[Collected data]
------------------------------------

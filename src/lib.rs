//! Pervasive Displays E-Paper Panel Driver
//!
//! A driver for the 4.41" Pervasive Displays e-paper panel (400x300) with an
//! on-panel timing controller, driven over a raw SPI bus with EN, CS and
//! BUSY lines.
//!
//! ## Features
//!
//! - `no_std` compatible
//! - `embedded-hal` v1.0 support
//! - `embedded-graphics` integration (with `graphics` feature)
//! - Full-frame and region-of-interest image transfers
//! - Fill and slot-copy commands
//! - Full and flashless refresh transitions
//! - Busy tracking that survives the controller's early "ready" reports
//!
//! ## Example
//!
//! ```rust,no_run
//! use embedded_hal::delay::DelayNs;
//! use pd_eink::{Builder, Color, Dimensions, Display, Interface, PanelImage};
//! # use core::convert::Infallible;
//! # use embedded_hal::digital::{InputPin, OutputPin};
//! # use embedded_hal::spi::SpiBus;
//! # struct MockSpi;
//! # impl embedded_hal::spi::ErrorType for MockSpi { type Error = Infallible; }
//! # impl SpiBus for MockSpi {
//! #     fn read(&mut self, _words: &mut [u8]) -> Result<(), Self::Error> { Ok(()) }
//! #     fn write(&mut self, _words: &[u8]) -> Result<(), Self::Error> { Ok(()) }
//! #     fn transfer(&mut self, _read: &mut [u8], _write: &[u8]) -> Result<(), Self::Error> { Ok(()) }
//! #     fn transfer_in_place(&mut self, _words: &mut [u8]) -> Result<(), Self::Error> { Ok(()) }
//! #     fn flush(&mut self) -> Result<(), Self::Error> { Ok(()) }
//! # }
//! # struct MockPin;
//! # impl embedded_hal::digital::ErrorType for MockPin { type Error = Infallible; }
//! # impl OutputPin for MockPin {
//! #     fn set_low(&mut self) -> Result<(), Self::Error> { Ok(()) }
//! #     fn set_high(&mut self) -> Result<(), Self::Error> { Ok(()) }
//! # }
//! # impl InputPin for MockPin {
//! #     fn is_high(&mut self) -> Result<bool, Self::Error> { Ok(true) }
//! #     fn is_low(&mut self) -> Result<bool, Self::Error> { Ok(false) }
//! # }
//! # struct MockDelay;
//! # impl DelayNs for MockDelay { fn delay_ns(&mut self, _ns: u32) {} }
//! # struct MockClock;
//! # impl pd_eink::Clock for MockClock { fn now_us(&self) -> u64 { 0 } }
//! # let (spi, en, cs, busy) = (MockSpi, MockPin, MockPin, MockPin);
//! # let mut delay = MockDelay;
//! # let clock = MockClock;
//! let interface = Interface::new(spi, en, cs, busy);
//! let config = match Builder::new().dimensions(Dimensions::default()).build() {
//!     Ok(config) => config,
//!     Err(_) => return,
//! };
//!
//! let mut display = match Display::new(interface, config, clock, &mut delay) {
//!     Ok(display) => display,
//!     Err(_) => return,
//! };
//!
//! let mut image = PanelImage::new(Dimensions::default());
//! image.clear(Color::White);
//!
//! let _ = display.erase(&mut delay);
//! let _ = display.send_image(&image, &mut delay);
//! let _ = display.update();
//! let _ = display.wait_until_free(&mut delay);
//! ```

#![no_std]

#[cfg(any(test, feature = "alloc"))]
extern crate alloc;

#[cfg(feature = "std")]
extern crate std;

/// Color types for monochrome e-paper panels
pub mod color;
/// Timing controller command definitions
pub mod command;
/// Display configuration types and builder
pub mod config;
/// Core display operations
pub mod display;
/// Error types for the driver
pub mod error;
/// Command frame construction and image packetization
pub mod frame;
/// Hardware interface abstraction
pub mod interface;
/// Status responses of the timing controller
pub mod response;
/// Busy and timing model
pub mod timing;

/// Panel framebuffers and bit-image sources (requires `alloc` feature)
#[cfg(feature = "alloc")]
pub mod image;

/// Graphics support via embedded-graphics (requires `graphics` feature)
#[cfg(feature = "graphics")]
pub mod graphics;

pub use color::Color;
pub use command::{Slot, Transition};
pub use config::{AccumulatePolicy, Builder, Config, Dimensions, MAX_DIMENSION, Polarity};
pub use display::{Display, Region};
pub use error::{BuilderError, Error};
pub use interface::{Interface, InterfaceError, NoPin, PanelInterface};
pub use response::Status;
pub use timing::{BusyState, Clock, Timeouts, WaitOutcome};

#[cfg(feature = "std")]
pub use timing::StdClock;

#[cfg(feature = "alloc")]
pub use image::{BitImage, PanelImage};
//! Command frame construction and image packetization
//!
//! A [`Frame`] owns exactly one command frame. Frames are built per call and
//! dropped after the exchange, so no transmit scratch area is shared between
//! operations.

use core::num::NonZeroU8;

use crate::command::{IMAGE_OPCODE, MAX_PAYLOAD_LEN, SET_ROI};

/// Header bytes in front of a parametrized payload (opcode, subcode, slot, length)
pub const FRAME_HEADER_LEN: usize = 4;

/// Largest frame the protocol can express
pub const MAX_FRAME_LEN: usize = FRAME_HEADER_LEN + MAX_PAYLOAD_LEN;

/// Payload did not fit in the one-byte length field
#[derive(Clone, Copy, Debug, PartialEq, Eq)]
pub struct PayloadTooLong {
    /// Payload length that was provided
    pub provided: usize,
}

impl core::fmt::Display for PayloadTooLong {
    fn fmt(&self, f: &mut core::fmt::Formatter<'_>) -> core::fmt::Result {
        write!(
            f,
            "Payload too long: {} bytes (max {MAX_PAYLOAD_LEN})",
            self.provided
        )
    }
}

impl core::error::Error for PayloadTooLong {}

/// A single command frame
#[derive(Clone, Copy, PartialEq, Eq)]
pub struct Frame {
    bytes: [u8; MAX_FRAME_LEN],
    len: usize,
}

impl Frame {
    /// Build a simple 3-byte command: `[opcode, subcode, slot]`
    pub fn simple(opcode: u8, subcode: u8, slot: u8) -> Self {
        let mut bytes = [0u8; MAX_FRAME_LEN];
        bytes[..3].copy_from_slice(&[opcode, subcode, slot]);
        Self { bytes, len: 3 }
    }

    /// Build a parametrized command: `[opcode, subcode, slot, len, payload...]`
    ///
    /// # Errors
    ///
    /// Returns [`PayloadTooLong`] if the payload exceeds 255 bytes.
    pub fn parametrized(
        opcode: u8,
        subcode: u8,
        slot: u8,
        payload: &[u8],
    ) -> Result<Self, PayloadTooLong> {
        if payload.len() > MAX_PAYLOAD_LEN {
            return Err(PayloadTooLong {
                provided: payload.len(),
            });
        }
        let mut bytes = [0u8; MAX_FRAME_LEN];
        bytes[..FRAME_HEADER_LEN].copy_from_slice(&[opcode, subcode, slot, payload.len() as u8]);
        let len = FRAME_HEADER_LEN + payload.len();
        bytes[FRAME_HEADER_LEN..len].copy_from_slice(payload);
        Ok(Self { bytes, len })
    }

    /// Build an image data packet: `[0x20, init, 0x00, len, payload...]`
    ///
    /// # Errors
    ///
    /// Returns [`PayloadTooLong`] if the payload exceeds 255 bytes.
    pub fn image_data(init: u8, payload: &[u8]) -> Result<Self, PayloadTooLong> {
        Self::parametrized(IMAGE_OPCODE, init, 0x00, payload)
    }

    /// Build a region-of-interest frame
    ///
    /// Bounds are sent as big-endian u16 values in the order
    /// x_min, x_max, y_min, y_max.
    pub fn roi(x_min: u16, x_max: u16, y_min: u16, y_max: u16) -> Self {
        let mut payload = [0u8; 8];
        for (chunk, value) in payload
            .chunks_exact_mut(2)
            .zip([x_min, x_max, y_min, y_max])
        {
            chunk.copy_from_slice(&value.to_be_bytes());
        }
        let mut bytes = [0u8; MAX_FRAME_LEN];
        bytes[..FRAME_HEADER_LEN].copy_from_slice(&[IMAGE_OPCODE, SET_ROI, 0x00, 8]);
        bytes[FRAME_HEADER_LEN..FRAME_HEADER_LEN + 8].copy_from_slice(&payload);
        Self {
            bytes,
            len: FRAME_HEADER_LEN + 8,
        }
    }

    /// Frame bytes as sent on the wire
    pub fn as_bytes(&self) -> &[u8] {
        &self.bytes[..self.len]
    }

    /// Frame length in bytes
    pub fn len(&self) -> usize {
        self.len
    }

    /// Whether the frame is empty (never true for a built frame)
    pub fn is_empty(&self) -> bool {
        self.len == 0
    }
}

impl core::fmt::Debug for Frame {
    fn fmt(&self, f: &mut core::fmt::Formatter<'_>) -> core::fmt::Result {
        f.debug_tuple("Frame").field(&self.as_bytes()).finish()
    }
}

/// Iterator splitting an image buffer into data packets
///
/// Yields `len / packet_len` full packets followed by exactly one remainder
/// packet of `len % packet_len` bytes. The remainder is empty when the buffer
/// is an exact multiple of the packet length.
#[derive(Clone, Debug)]
pub struct Packets<'a> {
    remaining: &'a [u8],
    packet_len: usize,
    done: bool,
}

impl<'a> Packets<'a> {
    /// Split `buffer` into packets of `packet_len` bytes
    pub fn new(buffer: &'a [u8], packet_len: NonZeroU8) -> Self {
        Self {
            remaining: buffer,
            packet_len: packet_len.get() as usize,
            done: false,
        }
    }
}

impl<'a> Iterator for Packets<'a> {
    type Item = &'a [u8];

    fn next(&mut self) -> Option<Self::Item> {
        if self.done {
            return None;
        }
        if self.remaining.len() >= self.packet_len {
            let (packet, rest) = self.remaining.split_at(self.packet_len);
            self.remaining = rest;
            return Some(packet);
        }
        self.done = true;
        Some(self.remaining)
    }

    fn size_hint(&self) -> (usize, Option<usize>) {
        let count = if self.done {
            0
        } else {
            self.remaining.len() / self.packet_len + 1
        };
        (count, Some(count))
    }
}

impl ExactSizeIterator for Packets<'_> {}

#[cfg(test)]
mod tests {
    use super::*;
    use alloc::vec::Vec;

    fn packet_len(value: u8) -> NonZeroU8 {
        NonZeroU8::new(value).unwrap()
    }

    #[test]
    fn test_simple_frame() {
        let frame = Frame::simple(0x20, 0x0E, 0x00);
        assert_eq!(frame.as_bytes(), &[0x20, 0x0E, 0x00]);
        assert_eq!(frame.len(), 3);
    }

    #[test]
    fn test_parametrized_frame_carries_length() {
        let frame = Frame::parametrized(0x20, 0x0C, 0x00, &[0x03]).unwrap();
        assert_eq!(frame.as_bytes(), &[0x20, 0x0C, 0x00, 0x01, 0x03]);
    }

    #[test]
    fn test_parametrized_frame_rejects_long_payload() {
        let payload = [0u8; 256];
        let result = Frame::parametrized(0x20, 0x0B, 0x00, &payload);
        assert_eq!(result, Err(PayloadTooLong { provided: 256 }));
    }

    #[test]
    fn test_parametrized_frame_accepts_max_payload() {
        let payload = [0xA5u8; 255];
        let frame = Frame::parametrized(0x20, 0x01, 0x00, &payload).unwrap();
        assert_eq!(frame.len(), MAX_FRAME_LEN);
        assert_eq!(frame.as_bytes()[3], 0xFF);
    }

    #[test]
    fn test_image_data_frame() {
        let frame = Frame::image_data(0x01, &[0xAA, 0xBB]).unwrap();
        assert_eq!(frame.as_bytes(), &[0x20, 0x01, 0x00, 0x02, 0xAA, 0xBB]);
    }

    #[test]
    fn test_roi_frame_is_big_endian() {
        let frame = Frame::roi(0, 400, 0x0102, 300);
        assert_eq!(
            frame.as_bytes(),
            &[0x20, 0x0A, 0x00, 0x08, 0x00, 0x00, 0x01, 0x90, 0x01, 0x02, 0x01, 0x2C]
        );
    }

    #[test]
    fn test_packets_exact_multiple_has_empty_tail() {
        let buffer = [0u8; 1000];
        let packets: Vec<&[u8]> = Packets::new(&buffer, packet_len(40)).collect();
        assert_eq!(packets.len(), 26);
        assert!(packets[..25].iter().all(|p| p.len() == 40));
        assert!(packets[25].is_empty());
    }

    #[test]
    fn test_packets_remainder() {
        for (len, plen) in [(0usize, 1u8), (1, 40), (15_016, 40), (97, 7), (255, 255), (256, 255)] {
            let buffer = alloc::vec![0u8; len];
            let packets: Vec<&[u8]> = Packets::new(&buffer, packet_len(plen)).collect();
            let plen = plen as usize;
            let full = packets.iter().filter(|p| p.len() == plen).count();
            let tail = packets.last().unwrap();
            assert_eq!(packets.len(), len / plen + 1);
            assert_eq!(tail.len(), len % plen);
            assert_eq!(full, len / plen);
            assert_eq!(packets.iter().map(|p| p.len()).sum::<usize>(), len);
        }
    }

    #[test]
    fn test_packets_size_hint() {
        let buffer = [0u8; 95];
        let packets = Packets::new(&buffer, packet_len(40));
        assert_eq!(packets.len(), 3);
    }
}
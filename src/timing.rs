//! Busy and timing model
//!
//! The BUSY line of the timing controller is unreliable right after a display
//! update command: it may report "ready" before the refresh has actually
//! started. The driver therefore fuses the line with a software blackout
//! window measured from the last update command.
//!
//! ```text
//!             elapsed < guard                 -> SoftBlackout (busy)
//! line active, elapsed < upper_bound          -> HardwareBusy (busy)
//! line active, elapsed >= upper_bound         -> TimedOut     (not busy)
//! otherwise                                   -> Idle         (not busy)
//! ```
//!
//! ## Example
//!
//! ```
//! use pd_eink::timing::{BusyState, BusyTracker, Timeouts};
//!
//! let timeouts = Timeouts::default();
//! let mut tracker = BusyTracker::new();
//! tracker.record_update(1_000);
//!
//! // Inside the guard interval the line is ignored
//! assert_eq!(tracker.state(1_500, false, &timeouts), BusyState::SoftBlackout);
//! let after_guard = 1_000 + u64::from(timeouts.guard.to_micros());
//! assert_eq!(tracker.state(after_guard, false, &timeouts), BusyState::Idle);
//! ```

use fugit::MicrosDurationU32;

/// Monotonic time source in microseconds
///
/// Only differences between readings are used, so the epoch is arbitrary.
pub trait Clock {
    /// Current time in microseconds
    fn now_us(&self) -> u64;
}

impl<C: Clock + ?Sized> Clock for &C {
    fn now_us(&self) -> u64 {
        (**self).now_us()
    }
}

/// [`Clock`] backed by [`std::time::Instant`]
#[cfg(feature = "std")]
#[derive(Clone, Copy, Debug)]
pub struct StdClock {
    origin: std::time::Instant,
}

#[cfg(feature = "std")]
impl StdClock {
    /// Create a clock whose epoch is now
    pub fn new() -> Self {
        Self {
            origin: std::time::Instant::now(),
        }
    }
}

#[cfg(feature = "std")]
impl Default for StdClock {
    fn default() -> Self {
        Self::new()
    }
}

#[cfg(feature = "std")]
impl Clock for StdClock {
    fn now_us(&self) -> u64 {
        self.origin.elapsed().as_micros() as u64
    }
}

/// Timeout classes and polling intervals
#[derive(Clone, Copy, Debug, PartialEq, Eq)]
pub struct Timeouts {
    /// Wait after an image data packet
    pub data_packet: MicrosDurationU32,
    /// Wait after a status exchange
    pub response: MicrosDurationU32,
    /// Wait after erase, ROI, fill, copy and data pointer reset
    pub long: MicrosDurationU32,
    /// Blackout after an update command during which the line is ignored
    pub guard: MicrosDurationU32,
    /// Longest time after an update during which an active line counts as busy
    pub upper_bound: MicrosDurationU32,
    /// Interval between BUSY line reads
    pub poll_interval: MicrosDurationU32,
    /// Pause before the first BUSY line read of a wait
    pub settle: MicrosDurationU32,
    /// Sleep between [`is_busy`](crate::Display::is_busy) checks in `wait_until_free`
    pub free_poll: MicrosDurationU32,
}

impl Default for Timeouts {
    fn default() -> Self {
        Self {
            data_packet: MicrosDurationU32::millis(5),
            response: MicrosDurationU32::millis(5),
            long: MicrosDurationU32::millis(300),
            guard: MicrosDurationU32::millis(100),
            upper_bound: MicrosDurationU32::millis(1_500),
            poll_interval: MicrosDurationU32::micros(100),
            settle: MicrosDurationU32::millis(1),
            free_poll: MicrosDurationU32::micros(10),
        }
    }
}

/// Busy state of the panel as seen by the driver
#[derive(Clone, Copy, Debug, PartialEq, Eq)]
pub enum BusyState {
    /// Line inactive and no recent update
    Idle,
    /// An update was issued less than the guard interval ago
    SoftBlackout,
    /// Line active within the upper bound after the last update
    HardwareBusy,
    /// Line active but the upper bound has passed; treated as ready
    TimedOut,
}

impl BusyState {
    /// Whether the next command must be held back
    pub fn is_busy(self) -> bool {
        matches!(self, Self::SoftBlackout | Self::HardwareBusy)
    }
}

/// Result of a bounded wait on the BUSY line
#[derive(Clone, Copy, Debug, PartialEq, Eq)]
pub enum WaitOutcome {
    /// The line cleared in time
    Ready,
    /// The timeout elapsed with the line still active
    TimedOut,
}

/// Tracks the time of the last state-changing command
#[derive(Clone, Copy, Debug, Default, PartialEq, Eq)]
pub struct BusyTracker {
    last_update_us: Option<u64>,
}

impl BusyTracker {
    /// Create a tracker with no update recorded
    pub fn new() -> Self {
        Self::default()
    }

    /// Remember that an update command was sent at `now_us`
    pub fn record_update(&mut self, now_us: u64) {
        self.last_update_us = Some(now_us);
    }

    /// Time of the last update command, if any
    pub fn last_update(&self) -> Option<u64> {
        self.last_update_us
    }

    /// Microseconds since the last update (`None` if there never was one)
    pub fn elapsed(&self, now_us: u64) -> Option<u64> {
        self.last_update_us.map(|last| now_us.saturating_sub(last))
    }

    /// Combine the blackout window with the BUSY line reading
    pub fn state(&self, now_us: u64, line_active: bool, timeouts: &Timeouts) -> BusyState {
        let elapsed = self.elapsed(now_us);
        if elapsed.is_some_and(|e| e < u64::from(timeouts.guard.to_micros())) {
            return BusyState::SoftBlackout;
        }
        if !line_active {
            return BusyState::Idle;
        }
        if elapsed.is_some_and(|e| e < u64::from(timeouts.upper_bound.to_micros())) {
            BusyState::HardwareBusy
        } else {
            BusyState::TimedOut
        }
    }
}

------------------------------------

:: EXERCISE DIRECTIONS ::
Search the records above for the word "digital", then say how many lines contain it. Give the number alone.

:: FINISHED TASK ::
2